▸ EXERCISE
For this exercise, set down all the records exactly as given.
_ _ _ _ _
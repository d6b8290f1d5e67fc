//! User-visible event reasons and the sink trait that emits them. Named to
//! match the upstream rescheduler's event reasons exactly, typo included,
//! since operators' existing alerting may key off them.

use async_trait::async_trait;

use crate::domain::WorkloadIdentity;
use crate::error::Result;

pub const REASON_POD_DOES_NOT_FIT_ANY_NODE: &str = "PodDoestFitAnyNode";
pub const REASON_DELETED_BY_RESCHEDULER: &str = "DeletedByRescheduler";

#[async_trait]
pub trait EventSink: Send + Sync {
    async fn emit(&self, subject: &WorkloadIdentity, reason: &str, message: String) -> Result<()>;
}

pub async fn emit_pod_does_not_fit_any_node(sink: &dyn EventSink, critical: &WorkloadIdentity) -> Result<()> {
    sink.emit(critical, REASON_POD_DOES_NOT_FIT_ANY_NODE, format!("No nodes are available that match all of the predicates: {critical} is unschedulable.")).await
}

pub async fn emit_deleted_by_rescheduler(sink: &dyn EventSink, evictee: &WorkloadIdentity, critical: &WorkloadIdentity) -> Result<()> {
    sink.emit(evictee, REASON_DELETED_BY_RESCHEDULER, format!("Deleted by the rescheduler in order to make room for critical workload {critical}.")).await
}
_ _ _ _ _
▸ ANSWER TO THIS TASK
repository d6b8290f1d5e67fc
//! User-visible event reasons and the sink trait that emits them. Named to
//! match the upstream rescheduler's event reasons exactly, typo included,
//! since operators' existing alerting may key off them.

use async_trait::async_trait;

use crate::domain::WorkloadIdentity;
use crate::error::Result;

pub const REASON_POD_DOES_NOT_FIT_ANY_NODE: &str = "PodDoestFitAnyNode";
pub const REASON_DELETED_BY_RESCHEDULER: &str = "DeletedByRescheduler";

#[async_trait]
pub trait EventSink: Send + Sync {
    async fn emit(&self, subject: &WorkloadIdentity, reason: &str, message: String) -> Result<()>;
}

pub async fn emit_pod_does_not_fit_any_node(sink: &dyn EventSink, critical: &WorkloadIdentity) -> Result<()> {
    sink.emit(critical, REASON_POD_DOES_NOT_FIT_ANY_NODE, format!("No nodes are available that match all of the predicates: {critical} is unschedulable.")).await
}

pub async fn emit_deleted_by_rescheduler(sink: &dyn EventSink, evictee: &WorkloadIdentity, critical: &WorkloadIdentity) -> Result<()> {
    sink.emit(evictee, REASON_DELETED_BY_RESCHEDULER, format!("Deleted by the rescheduler in order to make room for critical workload {critical}.")).await
}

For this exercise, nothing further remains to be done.